Quote from: TinselKoala on February 06, 2015, 09:28:43 PM

Maybe EMJ means to represent the total E field from both bucking coils as "E". Then E/2 would be the contribution of one of the coils, that is, one half of E.
The electric field is a vector, its units are volts/meter and in vector calculus it is the negative gradient of the voltage (scalar) at the measurement point.


OK, I like this answer!

TK, you impressed me here! Will wait and see if we get any better. Currently this answer is the best.

  Chris

Pirate88179

Quote from: TinselKoala on February 06, 2015, 09:28:43 PM
My answer is 100 percent correct. Bill's answer is slightly off, since my calculator uses integer math which is conservative.


Maybe EMJ means to represent the total E field from both bucking coils as "E". Then E/2 would be the contribution of one of the coils, that is, one half of E.
The electric field is a vector, its units are volts/meter and in vector calculus it is the negative gradient of the voltage (scalar) at the measurement point.

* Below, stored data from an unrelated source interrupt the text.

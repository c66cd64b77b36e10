use crate::botui::UiError;
use regex::Regex;
use std::fmt;
use std::sync::LazyLock;
use thiserror::Error;

pub const DEFAULT_DISPLAY_NAME: &str = "good friend";

static EMAIL: LazyLock<Regex> = LazyLock::new(|| {
    Regex::new(
        r#"^(([^<>()\[\]\\.,;:\s@"]+(\.[^<>()\[\]\\.,;:\s@"]+)*)|(".+"))@((\[[0-9]{1,3}\.[0-9]{1,3}\.[0-9]{1,3}\.[0-9]{1,3}\])|(([a-zA-Z\-0-9]+\.)+[a-zA-Z]{2,}))$"#,
    )
    .unwrap()
});

pub fn is_email_valid(email: &str) -> bool {
    EMAIL.is_match(email)
}

#[derive(Debug, Error)]
pub enum SessionError {
    #[error("visitor id already bound to {bound}, refusing {requested}")]
    VisitorChanged { bound: String, requested: String },
    #[error("invalid transition from {from} on {event}")]
    InvalidTransition { from: String, event: String },
    #[error(transparent)]
    Ui(#[from] UiError),
}

#[derive(Debug, Clone, PartialEq, Eq)]
pub struct VisitorProfile {
    visitor_id: String,
    display_name: String,
    resolved: bool,
}

impl Default for VisitorProfile {
    fn default() -> Self {
        Self {
            visitor_id: String::new(),
            display_name: DEFAULT_DISPLAY_NAME.to_string(),
            resolved: false,
        }
    }
}

impl VisitorProfile {
    pub fn visitor_id(&self) -> &str {
        &self.visitor_id
    }

    pub fn display_name(&self) -> &str {
        &self.display_name
    }

    pub fn is_resolved(&self) -> bool {
        self.resolved
    }

    /// Bind the session to `visitor_id`. Once the backend has resolved the
    /// visitor, the id is fixed for the rest of the session.
    pub fn bind(&mut self, visitor_id: &str) -> Result<(), SessionError> {
        if self.resolved && self.visitor_id != visitor_id {
            return Err(SessionError::VisitorChanged {
                bound: self.visitor_id.clone(),
                requested: visitor_id.to_string(),
            });
        }
        self.visitor_id = visitor_id.to_string();
        Ok(())
    }

    pub fn mark_resolved(&mut self) {
        self.resolved = true;
    }

    /// Adopt a name returned by the backend; empty names keep the current one.
    pub fn set_display_name(&mut self, name: &str) {
        if !name.is_empty() {
            self.display_name = name.to_string();
        }
    }
}

#[derive(Debug, Clone, PartialEq, Eq)]
pub enum OnboardingStep {
    Name,
    Email { name: String },
}

#[derive(Debug, Clone, PartialEq, Eq, Default)]
pub enum SessionState {
    #[default]
    Uninitialized,
    Resolving,
    Greeting,
    Onboarding(OnboardingStep),
    Asking,
    Error,
}

#[derive(Debug, Clone, PartialEq, Eq)]
pub enum SessionEvent {
    Load,
    VisitorFound,
    VisitorUnknown,
    BackendFailed,
    TransportFailed,
    NameSubmitted(String),
    EmailRejected,
    EmailAccepted,
    QuestionSubmitted,
    Answered,
    /// The widget failed while a question was in flight.
    Interrupted,
}

impl SessionState {
    pub fn next(&self, event: &SessionEvent) -> Result<SessionState, SessionError> {
        use OnboardingStep as Step;
        use SessionEvent as E;
        use SessionState as S;

        let next = match (self, event) {
            (S::Uninitialized | S::Greeting | S::Error, E::Load) => S::Resolving,
            (S::Resolving, E::VisitorFound) => S::Greeting,
            (S::Resolving | S::Asking, E::VisitorUnknown) => S::Onboarding(Step::Name),
            (S::Resolving, E::BackendFailed | E::TransportFailed) => S::Error,
            (S::Onboarding(Step::Name), E::NameSubmitted(name)) => {
                S::Onboarding(Step::Email { name: name.clone() })
            }
            (S::Onboarding(Step::Email { name }), E::EmailRejected) => {
                S::Onboarding(Step::Email { name: name.clone() })
            }
            (S::Onboarding(Step::Email { .. }), E::EmailAccepted) => S::Greeting,
            (S::Greeting, E::QuestionSubmitted) => S::Asking,
            (
                S::Asking,
                E::Answered | E::BackendFailed | E::TransportFailed | E::Interrupted,
            ) => S::Greeting,
            _ => {
                return Err(SessionError::InvalidTransition {
                    from: self.to_string(),
                    event: format!("{event:?}"),
                });
            }
        };
        Ok(next)
    }

    pub fn accepts_questions(&self) -> bool {
        matches!(self, SessionState::Greeting)
    }
}

impl fmt::Display for SessionState {
    fn fmt(&self, f: &mut fmt::Formatter<'_>) -> fmt::Result {
        match self {
            SessionState::Uninitialized => write!(f, "uninitialized"),
            SessionState::Resolving => write!(f, "resolving"),
            SessionState::Greeting => write!(f, "greeting"),
            SessionState::Onboarding(OnboardingStep::Name) => write!(f, "onboarding(name)"),
            SessionState::Onboarding(OnboardingStep::Email { .. }) => {
                write!(f, "onboarding(email)")
            }
            SessionState::Asking => write!(f, "asking"),
            SessionState::Error => write!(f, "error"),
        }
    }
}

#[cfg(test)]
mod tests {
    use super::*;

    #[test]
    fn email_validation() {
        assert!(is_email_valid("a@b.co"));
        assert!(is_email_valid("first.last@mail.example.org"));
        assert!(is_email_valid("\"odd name\"@example.com"));
        assert!(is_email_valid("ops@[10.0.0.1]"));
        assert!(!is_email_valid(""));
        assert!(!is_email_valid("a@b"));
        assert!(!is_email_valid("   "));
        assert!(!is_email_valid("a b@c.com"));
        assert!(!is_email_valid("a@b.c"));
    }

    #[test]
    fn profile_id_is_fixed_after_resolution() {
        let mut profile = VisitorProfile::default();
        assert_eq!(profile.display_name(), DEFAULT_DISPLAY_NAME);
        profile.bind("first").unwrap();
        profile.bind("second").unwrap();
        profile.mark_resolved();
        profile.bind("second").unwrap();
        let err = profile.bind("third").unwrap_err();
        assert!(matches!(err, SessionError::VisitorChanged { .. }));
        assert_eq!(profile.visitor_id(), "second");
    }

    #[test]
    fn empty_backend_name_keeps_display_name() {
        let mut profile = VisitorProfile::default();
        profile.set_display_name("");
        assert_eq!(profile.display_name(), DEFAULT_DISPLAY_NAME);
        profile.set_display_name("Linh");
        assert_eq!(profile.display_name(), "Linh");
    }

    #[test]
    fn greeting_path() {
        let s = SessionState::default().next(&SessionEvent::Load).unwrap();
        assert_eq!(s, SessionState::Resolving);
        let s = s.next(&SessionEvent::VisitorFound).unwrap();
        assert!(s.accepts_questions());
        let s = s.next(&SessionEvent::QuestionSubmitted).unwrap();
        assert_eq!(s, SessionState::Asking);
        assert_eq!(s.next(&SessionEvent::Answered).unwrap(), SessionState::Greeting);
        assert_eq!(s.next(&SessionEvent::Interrupted).unwrap(), SessionState::Greeting);
    }

    #[test]
    fn onboarding_retains_name_on_rejection() {
        let s = SessionState::Resolving
            .next(&SessionEvent::VisitorUnknown)
            .unwrap();
        let s = s.next(&SessionEvent::NameSubmitted("Ann".into())).unwrap();
        let s = s.next(&SessionEvent::EmailRejected).unwrap();
        assert_eq!(
            s,
            SessionState::Onboarding(OnboardingStep::Email { name: "Ann".into() })
        );
        assert_eq!(s.next(&SessionEvent::EmailAccepted).unwrap(), SessionState::Greeting);
    }

    #[test]
    fn backend_errors_while_resolving_end_in_error() {
        let s = SessionState::Resolving
            .next(&SessionEvent::BackendFailed)
            .unwrap();
        assert_eq!(s, SessionState::Error);
        assert_eq!(s.next(&SessionEvent::Load).unwrap(), SessionState::Resolving);
    }

    #[test]
    fn rejects_out_of_order_events() {
        let err = SessionState::Uninitialized
            .next(&SessionEvent::QuestionSubmitted)
            .unwrap_err();
        assert!(err.to_string().contains("uninitialized"));
        assert!(SessionState::Asking
            .next(&SessionEvent::QuestionSubmitted)
            .is_err());
        assert!(SessionState::Onboarding(OnboardingStep::Name)
            .next(&SessionEvent::EmailAccepted)
            .is_err());
    }
}
//! Button events delivered to the engine

/// Debounced button press from the front panel
#[derive(Debug, Clone, Copy, PartialEq, Eq)]
#[cfg_attr(feature = "defmt", derive(defmt::Format))]
pub enum ButtonEvent {
    /// Begin a cycle (idle only)
    Start,
    /// Abort to idle from any phase
    Stop,
    /// Next program (idle only)
    Up,
    /// Previous program (idle only)
    Down,
}

impl ButtonEvent {
    /// All events, in the priority order the input layer reports them
    pub const ALL: [ButtonEvent; 4] = [
        ButtonEvent::Stop,
        ButtonEvent::Start,
        ButtonEvent::Up,
        ButtonEvent::Down,
    ];
}

#[cfg(test)]
mod tests {
    use super::*;

    #[test]
    fn test_stop_reported_first() {
        assert_eq!(ButtonEvent::ALL[0], ButtonEvent::Stop);
        assert_eq!(
            ButtonEvent::ALL,
            [
                ButtonEvent::Stop,
                ButtonEvent::Start,
                ButtonEvent::Up,
                ButtonEvent::Down
            ]
        );
    }
}
//! Button input task
//!
//! Polls the front panel buttons and forwards debounced presses to the
//! controller.

use defmt::*;
use embassy_time::{Duration, Ticker};

use crate::board::Buttons;
use crate::channels::BUTTON_CHANNEL;

use super::now_ms;

/// Input task - polls buttons at a fixed interval
#[embassy_executor::task]
pub async fn input_task(mut buttons: Buttons, poll_interval_ms: u32) {
    info!("Input task started");

    let mut ticker = Ticker::every(Duration::from_millis(poll_interval_ms as u64));

    loop {
        ticker.next().await;

        for event in buttons.poll(now_ms()) {
            debug!("Button: {:?}", event);
            // Never block the poll loop on a slow consumer
            if BUTTON_CHANNEL.try_send(event).is_err() {
                warn!("Button queue full, dropping {:?}", event);
            }
        }
    }
}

My answer is only slightly off?  That is closer than I usually get. (Grin)

Bill
See the Joule thief Circuit Diagrams, etc. topic here:
http://www.overunity.com/index.php?topic=6942.0;topicseen

TinselKoala

I had to rewind the primary to get rid of the shorting from L1-L2, so now of course it's shorting inside the L3 coil. Makes nice ozone, still lights 30 neons in series but also still is unstable at high voltage outputs. Running it in the "EMJ" mode with underdriven transistor is a piece of cake, no problems there. I've put in 3 series neons on the HV output to keep the spikes from getting to the insulation-breakdown point until I can rewind the coils with proper HV precautions and better wire.

For square wave (approx. 56%HI-44%LOW duty cycle) at 1745 Hz the 555 timer circuit suggested by Slider works a treat and has plenty of "oomph" to drive the bipolar transistor into full turnon and great HV output. Power the 555 in parallel with the power to the main circuit. Use a 200R or 500R trimpot as a "volume control" to bring the drive down to the "underdriven" state that is shown in EMJ's scopeshot. This reduces the HV spike to 400V with the 10R load connected and 1kV with the load circuit open.

I still think that the mosfet works better though. It makes the HV spikes just fine and takes _much less_ drive signal. The increased drive current required by the bipolar transistor adds to the total input power of the system and doesn't do anything except go to ground as it is making the transistor conduct. The mosfet's gate just needs to be filled with charge and leaks very little power to the other terminals of the mosfet so it works with much less drive signal from FG or from the 555 oscillator.

prochiro

E stands for the product of one set and 2 stands for geometrical additions as in other pairs to multiply results as in combinations working together not to double but a multiple of the same.